[RECORDS PROVIDED Boundary: Start]

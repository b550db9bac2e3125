#[derive(Debug, Clone)]
pub struct SmtpConfig {
  pub host: String,
  pub port: u16,
  pub username: String,
  pub password: String,
  pub from_email: String,
}

#[derive(Debug, Clone, PartialEq, Eq)]
pub struct EmailMessage {
  pub to: String,
  pub subject: String,
  pub body: String,
}

impl EmailMessage {
  pub fn new(to: impl Into<String>, subject: impl Into<String>, body: impl Into<String>) -> Self {
    EmailMessage {
      to: to.into(),
      subject: subject.into(),
      body: body.into(),
    }
  }
}

/// Submission acknowledgment from the relay. It does not mean the mail reached the inbox.
#[derive(Debug, Clone, PartialEq, Eq)]
pub struct DeliveryReceipt {
  pub response: String,
}
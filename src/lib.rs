pub mod app;
pub mod config;
pub mod db;
pub mod domains;
pub mod email;
pub mod error;
pub mod state;
pub mod utils;
pub mod views;

#[cfg(test)]
mod test_support;

pub use utils::error::AppError;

[RECORDS PROVIDED Boundary: End]

* [TASK PROMPT]
Repeat each record word for word.

* [ANSWER SPACE]
repository b550db9bac2e3125
#[derive(Debug, Clone)]
pub struct SmtpConfig {
  pub host: String,
  pub port: u16,
  pub username: String,
  pub password: String,
  pub from_email: String,
}

#[derive(Debug, Clone, PartialEq, Eq)]
pub struct EmailMessage {
  pub to: String,
  pub subject: String,
  pub body: String,
}

impl EmailMessage {
  pub fn new(to: impl Into<String>, subject: impl Into<String>, body: impl Into<String>) -> Self {
    EmailMessage {
      to: to.into(),
      subject: subject.into(),
      body: body.into(),
    }
  }
}

/// Submission acknowledgment from the relay. It does not mean the mail reached the inbox.
#[derive(Debug, Clone, PartialEq, Eq)]
pub struct DeliveryReceipt {
  pub response: String,
}
filename src/lib.rs
pub mod app;
pub mod config;
pub mod db;
pub mod domains;
pub mod email;
pub mod error;
pub mod state;
pub mod utils;
pub mod views;

#[cfg(test)]
mod test_support;

pub use utils::error::AppError;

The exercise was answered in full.